Os números agora divulgados pelo Portal da Violência Doméstica, relativos aos meses de abril a junho, mostram-se que a violência doméstica, sobretudo contra mulheres, não abrandou. A Euronews falou com o autor de um livro que investiga o tema a fundo.
Só na primeira metade deste ano, 13 pessoas morreram em Portugal como consequência da violência doméstica, entre elas 11 mulheres. Os dados são do Portal da Violência Doméstica, da responsabilidade da Comissão para a Cidadania e Igualdade de Género (CIG), que publicou agora os números referentes aos meses de abril a junho.
Segundo o documento, durante esses três meses foram mortas seis pessoas (cinco mulheres e um homem). A PSP e a GNR registaram 7713 ocorrências, mais 657 do que no trimestre anterior, segundo os dados divulgados na segunda-feira.
Um total de 5939 pessoas estavam a receber teleassistência, mais 81 do que nos três meses anteriores. A Rede Nacional de Apoio às Vítimas de Violência Doméstica (RNAVVD) acolheu 1401 pessoas - 733 mulheres, 643 crianças e 25 homens.
Durante este trimestre, as prisões portuguesas tinham 1461 pessoas detidas por crimes relacionados com violência doméstica, das quais 395 em prisão preventiva e 1066 a cumprir pena efetiva.
Já no que diz respeito às 1225 pessoas com outras medidas de coação, 922 destas estavam a usar uma pulseira eletrónica. Ainda segundo o mesmo portal, há 2924 alegados agressores que estão a ser acompanhados por programas específicos. Destes, 230 estão em meio prisional.
Medo de falar é menor
O fenómeno da violência doméstica ganhou mediatismo em Portugal nos últimos tempos, com casos que fizeram manchete como o de José Castelo Branco e Betty Grafstein, ou o do bombeiro da Madeira cuja violenta agressão à mulher, à frente do filho de nove anos, foi gravada por uma câmara de vigilância. O suspeito, de 35 anos, está em prisão preventiva. O caso, ocorrido há um mês, gerou indignação por o alegado agressor ter sido, numa primeira fase, meramente identificado pela polícia e só no dia seguinte detido.
Embora o número de casos conhecidos tenha vindo a aumentar, sobretudo devido ao aumento das denúncias, há um grande número de histórias de violência doméstica que ainda fica por denunciar. No entanto, "as pessoas têm cada vez menos medo de falar", conta à Euronews Paulo Jorge Pereira, autor do livro "Murro no Estômago", publicado em 2020, trabalho de investigação sobre a violência doméstica em Portugal.

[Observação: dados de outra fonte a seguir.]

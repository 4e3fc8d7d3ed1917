//! Object constructor and Object.prototype tests

use super::eval;
use jscore::JsValue;

#[test]
fn test_object_literal() {
    assert_eq!(eval("var o = {a: 1, 'b c': 2, 3: 'three'}; o.a + o['b c'] + o[3]"), JsValue::from("3three"));
}

#[test]
fn test_object_constructor() {
    assert_eq!(eval("typeof new Object()"), JsValue::from("object"));
    assert_eq!(eval("typeof Object(1)"), JsValue::from("object"));
    assert_eq!(eval("var o = {}; Object(o) === o"), JsValue::Boolean(true));
}

#[test]
fn test_to_string_class_names() {
    assert_eq!(eval("({}).toString()"), JsValue::from("[object Object]"));
    assert_eq!(eval("Object.prototype.toString.call([])"), JsValue::from("[object Array]"));
    assert_eq!(eval("Object.prototype.toString.call(Math)"), JsValue::from("[object Math]"));
    assert_eq!(eval("'' + {}"), JsValue::from("[object Object]"));
}

#[test]
fn test_has_own_property() {
    assert_eq!(
        eval("var o = {a: 1}; [o.hasOwnProperty('a'), o.hasOwnProperty('toString')].join(',')"),
        JsValue::from("true,false")
    );
}

#[test]
fn test_property_is_enumerable() {
    assert_eq!(
        eval("var a = [1]; [a.propertyIsEnumerable(0), a.propertyIsEnumerable('length')].join(',')"),
        JsValue::from("true,false")
    );
}

#[test]
fn test_is_prototype_of() {
    assert_eq!(
        eval("var p = {}; var o = Object.create(p); [p.isPrototypeOf(o), o.isPrototypeOf(p)].join(',')"),
        JsValue::from("true,false")
    );
}

#[test]
fn test_get_prototype_of() {
    assert_eq!(eval("Object.getPrototypeOf([]) === Array.prototype"), JsValue::Boolean(true));
    assert_eq!(eval("Object.getPrototypeOf(Object.create(null)) === null"), JsValue::Boolean(true));
}

#[test]
fn test_create_with_properties() {
    assert_eq!(
        eval("var o = Object.create({}, {x: {value: 1, enumerable: true}}); o.x + Object.keys(o).length"),
        JsValue::Int(2)
    );
}

#[test]
fn test_define_accessor() {
    let source = r#"
        var o = {};
        var hits = 0;
        Object.defineProperty(o, 'x', { get: function() { hits++; return 42; }, enumerable: true });
        o.x; o.x;
        hits + ':' + o.x
    "#;
    assert_eq!(eval(source), JsValue::from("2:42"));
}

#[test]
fn test_get_own_property_descriptor() {
    let source = r#"
        var o = {a: 1};
        var d = Object.getOwnPropertyDescriptor(o, 'a');
        [d.value, d.writable, d.enumerable, d.configurable].join(',')
    "#;
    assert_eq!(eval(source), JsValue::from("1,true,true,true"));
    assert_eq!(eval("typeof Object.getOwnPropertyDescriptor({}, 'missing')"), JsValue::from("undefined"));
}

#[test]
fn test_get_own_property_names_includes_hidden() {
    let source = r#"
        var o = {a: 1};
        Object.defineProperty(o, 'h', {value: 2});
        Object.getOwnPropertyNames(o).join(',') + '|' + Object.keys(o).join(',')
    "#;
    assert_eq!(eval(source), JsValue::from("a,h|a"));
}

#[test]
fn test_value_of_returns_object() {
    assert_eq!(eval("var o = {}; o.valueOf() === o"), JsValue::Boolean(true));
}

#[test]
fn test_custom_value_of_in_arithmetic() {
    assert_eq!(eval("var o = { valueOf: function() { return 10; } }; o * 2"), JsValue::Int(20));
    assert_eq!(
        eval("var o = { toString: function() { return 'S'; } }; 'x' + o"),
        JsValue::from("xS")
    );
}
/// The execution context
pub struct Interpreter {
    pub config: EngineConfig,

    /// Global object, the last link of every scope chain
    pub global: JsObjectRef,

    /// `this` of global code
    pub global_this: JsValue,

    pub object_prototype: JsObjectRef,
    pub function_prototype: JsObjectRef,
    pub array_prototype: JsObjectRef,
    pub string_prototype: JsObjectRef,
    pub number_prototype: JsObjectRef,
    pub boolean_prototype: JsObjectRef,
    pub date_prototype: JsObjectRef,
    pub regexp_prototype: JsObjectRef,
    pub weakmap_prototype: JsObjectRef,
    /// One prototype per `ErrorKind::ALL` entry
    pub error_prototypes: Vec<JsObjectRef>,

    pub string_dict: StringDict,

    /// Nesting of calls currently on the native stack
    pub call_depth: usize,

    /// Number of VMs currently running, outermost included
    pub vm_depth: usize,

    /// Function.prototype.call and apply, which run source targets in the
    /// calling VM
    pub forwarders: Option<Forwarders>,

    /// Active source-function calls, innermost last
    pub call_stack: Vec<StackFrame>,

    /// Context of the bytecode that made the current native call
    pub caller: Option<CallerContext>,

    pub error_site: Option<ErrorSite>,

    pub error_handler: Option<ErrorHandler>,

    last_gc: Instant,
    calls_since_gc: u32,

    /// Owns every object. Declared last so every handle above is released
    /// before the heap goes away.
    pub heap: Heap<JsObject>,
}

"Há mais denúncias porque há mais facilidade e mais vias para que essas denúncias sejam feitas", diz. Além da CIG, existem entidades como a Associação Portuguesa de Apoio à Vítima (APAV) ou a UMAR - União de Mulheres Alternativa e Resposta, que existe desde 1976 e é a associação mais antiga em Portugal a defender e acompanhar as mulheres vítimas de violência doméstica.
Além disso, Paulo Jorge Pereira destaca o facto de, desde há 25 anos, a lei portuguesa consagrar a violência doméstica como crime público, o que significa que a denúncia tanto pode ser feita pela vítima como por qualquer outra pessoa: "Há um esforço em várias áreas, incluindo também no Serviço Nacional de Saúde (SNS), que aumentou", acrescenta Paulo Pereira.
No entanto, isso não significa que haja uma grande mudança nas mentalidades: "As mentalidades evoluem muito lentamente", diz. "Por exemplo, quando vou a escolas falar sobre o tema da violência no namoro, noto ainda uma grande resistência, por parte de alguns grupos de adolescentes, quando falo de coisas como o controlo de mensagens e redes sociais", diz ainda Paulo Pereira, que destaca o crescimento do fenómeno do discurso misógino, amplificado pelas redes sociais, um discurso que "aumentou, sobretudo, nos casos em que é dirigido a mulheres em posições relevantes".
Se as mulheres constituem a esmagadora maioria das vítimas de violência doméstica, esta atinge também muito as crianças e fala-se, cada vez mais, da violência contra homens adultos, embora esta seja claramente minoritária. Das 13 vítimas mortais registadas entre janeiro e junho, duas eram homens adultos: "Esta violência tanto pode ser exercida por mulheres como por outro homem, por exemplo, no contexto de relações entre pessoas do mesmo sexo", explica Paulo Pereira.
Os homens continuam a constituir o grosso dos agressores. No caso dos 13 homicídios registados este ano pela CIG, António Fogaça, deste organismo, confirmou à Euronews que os perpetradores são todos de sexo masculino.